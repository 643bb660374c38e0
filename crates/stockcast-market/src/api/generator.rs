//! LLM-backed stock data generator

use super::StockDataSource;
use super::schema::{ADVANCED_SCHEMA_NAME, BASIC_SCHEMA_NAME, advanced_stock_analysis, basic_stock_data};
use crate::config::StockConfig;
use crate::error::{GenerationError, Result, StockError};
use crate::model::{AdvancedStockAnalysis, BasicStockData};
use crate::prompts::{self, ADVANCED_PROMPT, BASIC_PROMPT, PromptVars};
use crate::validate;
use async_trait::async_trait;
use regex::Regex;
use serde::de::DeserializeOwned;
use std::sync::{Arc, LazyLock};
use stockcast_llm::{CompletionRequest, LLMProvider, Message, Schema, StopReason};
use tracing::{debug, error, instrument, warn};

static CODE_FENCE: LazyLock<Option<Regex>> = LazyLock::new(|| {
    Regex::new(r"(?s)^```[A-Za-z]*\s*(.*?)\s*```$")
        .inspect_err(|e| error!(error = %e, "Invalid code fence pattern"))
        .ok()
});

/// Strip surrounding whitespace and an optional Markdown code fence
pub fn extract_json(text: &str) -> &str {
    let trimmed = text.trim();
    CODE_FENCE
        .as_ref()
        .and_then(|re| re.captures(trimmed))
        .and_then(|caps| caps.get(1))
        .map_or(trimmed, |m| m.as_str())
}

/// Generates stock data by prompting an LLM with a response schema
pub struct AiStockGenerator {
    provider: Arc<dyn LLMProvider>,
    config: Arc<StockConfig>,
}

impl AiStockGenerator {
    /// Create a generator over an already constructed provider
    pub fn new(provider: Arc<dyn LLMProvider>, config: Arc<StockConfig>) -> Self {
        Self { provider, config }
    }

    /// Build the provider from `config` and wrap it
    pub fn from_config(config: Arc<StockConfig>) -> Result<Self> {
        let provider = config.create_provider()?;
        Ok(Self::new(provider, config))
    }

    /// Configuration in use
    pub fn config(&self) -> &StockConfig {
        &self.config
    }

    async fn generate<T: DeserializeOwned>(
        &self,
        prompt: String,
        schema_name: &str,
        schema: Schema,
    ) -> std::result::Result<T, GenerationError> {
        let request = CompletionRequest::builder(&self.config.model)
            .add_message(Message::user(prompt))
            .json_schema(schema_name, schema)
            .max_tokens(self.config.max_output_tokens)
            .maybe_temperature(self.config.temperature)
            .build();

        let response = self.provider.complete(request).await?;
        debug!(
            provider = self.provider.name(),
            output_tokens = response.usage.output_tokens,
            "Model responded"
        );
        if response.stop_reason == StopReason::MaxTokens {
            warn!("Response hit the output token limit and may be truncated");
        }

        let json = extract_json(response.text());
        if json.is_empty() {
            return Err(GenerationError::EmptyResponse);
        }
        Ok(serde_json::from_str(json)?)
    }

    fn vars(&self, ticker: &str) -> PromptVars {
        PromptVars::new(ticker, self.config.history_days)
    }
}

fn collapse(stage: &str, err: GenerationError) -> StockError {
    error!(stage, error = %err, "Error fetching or parsing data from AI model");
    StockError::GenerationFailed(err)
}

#[async_trait]
impl StockDataSource for AiStockGenerator {
    #[instrument(skip(self))]
    async fn fetch_basic(&self, ticker: &str) -> Result<BasicStockData> {
        let result: std::result::Result<_, GenerationError> = async {
            let prompt = prompts::render(BASIC_PROMPT, &self.vars(ticker))?;
            let data: BasicStockData = self
                .generate(prompt, BASIC_SCHEMA_NAME, basic_stock_data())
                .await?;
            if self.config.validate_responses {
                validate::basic(data, self.config.history_days)
            } else {
                Ok(data)
            }
        }
        .await;
        result.map_err(|e| collapse("basic", e))
    }

    #[instrument(skip(self))]
    async fn fetch_advanced(&self, ticker: &str) -> Result<AdvancedStockAnalysis> {
        let result: std::result::Result<_, GenerationError> = async {
            let prompt = prompts::render(ADVANCED_PROMPT, &self.vars(ticker))?;
            let data: AdvancedStockAnalysis = self
                .generate(prompt, ADVANCED_SCHEMA_NAME, advanced_stock_analysis())
                .await?;
            if self.config.validate_responses {
                validate::advanced(data, self.config.history_days)
            } else {
                Ok(data)
            }
        }
        .await;
        result.map_err(|e| collapse("advanced", e))
    }
}

#[cfg(test)]
mod tests {
    use super::*;
    use serde_json::json;
    use std::collections::VecDeque;
    use std::sync::Mutex;
    use stockcast_llm::{CompletionResponse, LLMError, ResponseFormat, TokenUsage};

    /// Replays canned completions and records requests
    struct ScriptedProvider {
        replies: Mutex<VecDeque<stockcast_llm::Result<String>>>,
        requests: Mutex<Vec<CompletionRequest>>,
    }

    impl ScriptedProvider {
        fn new(replies: Vec<stockcast_llm::Result<String>>) -> Arc<Self> {
            Arc::new(Self {
                replies: Mutex::new(replies.into()),
                requests: Mutex::new(Vec::new()),
            })
        }

        fn requests(&self) -> Vec<CompletionRequest> {
            self.requests.lock().unwrap().clone()
        }
    }

    #[async_trait]
    impl LLMProvider for ScriptedProvider {
        async fn complete(&self, request: CompletionRequest) -> stockcast_llm::Result<CompletionResponse> {
            self.requests.lock().unwrap().push(request);
            let text = self
                .replies
                .lock()
                .unwrap()
                .pop_front()
                .expect("no scripted reply left")?;
            Ok(CompletionResponse {
                message: Message::assistant(text),
                stop_reason: StopReason::EndTurn,
                usage: TokenUsage::default(),
            })
        }

        fn name(&self) -> &str {
            "scripted"
        }
    }

    fn config() -> Arc<StockConfig> {
        Arc::new(StockConfig {
            api_key: Some("test".to_string()),
            ..Default::default()
        })
    }

    fn basic_json() -> String {
        json!({
            "company_info": { "name": "Tata Consultancy Services", "ticker": "TCS", "exchange": "NSE" },
            "current_price_info": { "price": 3542.1, "change": 12.5, "change_percent": 0.35, "direction": "up" },
            "historical_data": [
                { "date": "2024-05-03", "open": 3530.0, "high": 3550.0, "low": 3520.0, "close": 3542.1, "volume": 1234567 },
                { "date": "2024-05-02", "open": 3510.0, "high": 3535.0, "low": 3500.0, "close": 3529.6, "volume": 998877 }
            ]
        })
        .to_string()
    }

    fn advanced_json() -> String {
        json!({
            "key_metrics": {
                "market_cap": "12.81LCr", "pe_ratio": null, "div_yield": "1.4%",
                "52_wk_high": 4255.0, "52_wk_low": 3311.0, "previous_close": 3529.6
            },
            "about": "IT services.",
            "related_stocks": [
                { "name": "Infosys", "ticker": "INFY", "price": 1450.2, "change_percent": -0.8, "direction": "down" }
            ],
            "prediction": {
                "predicted_close": 3560.0, "analysis": "Time2Vec and attention.",
                "rmse": 12.3, "mae": 9.8, "r2_score": 0.93
            },
            "historical_predictions": [ { "date": "2024-05-03", "predicted_close": 3538.0 } ]
        })
        .to_string()
    }

    #[test]
    fn test_extract_json() {
        assert!(CODE_FENCE.is_some());
        assert_eq!(extract_json("  {\"a\":1}\n"), "{\"a\":1}");
        assert_eq!(extract_json("```json\n{\"a\":1}\n```"), "{\"a\":1}");
        assert_eq!(extract_json("```\n[1,2]\n```"), "[1,2]");
        assert_eq!(extract_json("   "), "");
    }

    #[tokio::test]
    async fn test_fetch_basic_request_shape() {
        let provider = ScriptedProvider::new(vec![Ok(basic_json())]);
        let generator = AiStockGenerator::new(provider.clone(), config());

        let data = generator.fetch_basic("TCS").await.unwrap();
        assert_eq!(data.company_info.ticker, "TCS");
        assert_eq!(data.historical_data.len(), 2);
        assert_eq!(data.historical_data[0].volume, 1_234_567);

        let requests = provider.requests();
        assert_eq!(requests.len(), 1);
        let request = &requests[0];
        assert_eq!(request.model, "gemini-2.5-flash");
        assert!(request.messages[0].text().contains("\"TCS\""));
        match &request.response_format {
            ResponseFormat::JsonSchema { name, schema } => {
                assert_eq!(name, BASIC_SCHEMA_NAME);
                assert!(schema.get("historical_data").is_some());
            }
            other => panic!("unexpected format: {other:?}"),
        }
    }

    #[tokio::test]
    async fn test_fetch_advanced_with_fence() {
        let fenced = format!("```json\n{}\n```", advanced_json());
        let provider = ScriptedProvider::new(vec![Ok(fenced)]);
        let generator = AiStockGenerator::new(provider, config());

        let data = generator.fetch_advanced("TCS").await.unwrap();
        assert!(data.key_metrics.pe_ratio.is_none());
        assert_eq!(data.key_metrics.div_yield.as_deref(), Some("1.4%"));
        assert_eq!(data.related_stocks.len(), 1);
    }

    #[tokio::test]
    async fn test_provider_failure_is_collapsed() {
        let provider = ScriptedProvider::new(vec![Err(LLMError::RateLimitExceeded("busy".to_string()))]);
        let generator = AiStockGenerator::new(provider, config());

        let err = generator.fetch_basic("TCS").await.unwrap_err();
        assert_eq!(err.to_string(), "Failed to generate data from AI model.");
        assert!(matches!(
            err,
            StockError::GenerationFailed(GenerationError::Llm(LLMError::RateLimitExceeded(_)))
        ));
    }

    #[tokio::test]
    async fn test_malformed_json_is_collapsed() {
        let provider = ScriptedProvider::new(vec![Ok("{\"company_info\": ".to_string()), Ok(String::new())]);
        let generator = AiStockGenerator::new(provider, config());

        let err = generator.fetch_basic("TCS").await.unwrap_err();
        assert!(matches!(err, StockError::GenerationFailed(GenerationError::Parse(_))));

        let err = generator.fetch_advanced("TCS").await.unwrap_err();
        assert!(matches!(err, StockError::GenerationFailed(GenerationError::EmptyResponse)));
    }

    #[tokio::test]
    async fn test_validation_toggle() {
        let mut doc: serde_json::Value = serde_json::from_str(&basic_json()).unwrap();
        doc["current_price_info"]["price"] = json!(-3542.1);
        let negative = doc.to_string();

        let provider = ScriptedProvider::new(vec![Ok(negative.clone())]);
        let generator = AiStockGenerator::new(provider, config());
        let err = generator.fetch_basic("TCS").await.unwrap_err();
        assert!(matches!(err, StockError::GenerationFailed(GenerationError::Invalid(_))));

        let lenient = Arc::new(StockConfig {
            validate_responses: false,
            ..(*config()).clone()
        });
        let provider = ScriptedProvider::new(vec![Ok(negative)]);
        let generator = AiStockGenerator::new(provider, lenient);
        let data = generator.fetch_basic("TCS").await.unwrap();
        assert!(data.current_price_info.price < 0.0);
    }
}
______
TASK TO COMPLETE:
Show all lines in the entries above where the word "negative" appears.

SOLVED PROBLEM:
        let negative = doc.to_string();
        let provider = ScriptedProvider::new(vec![Ok(negative.clone())]);
        let provider = ScriptedProvider::new(vec![Ok(negative)]);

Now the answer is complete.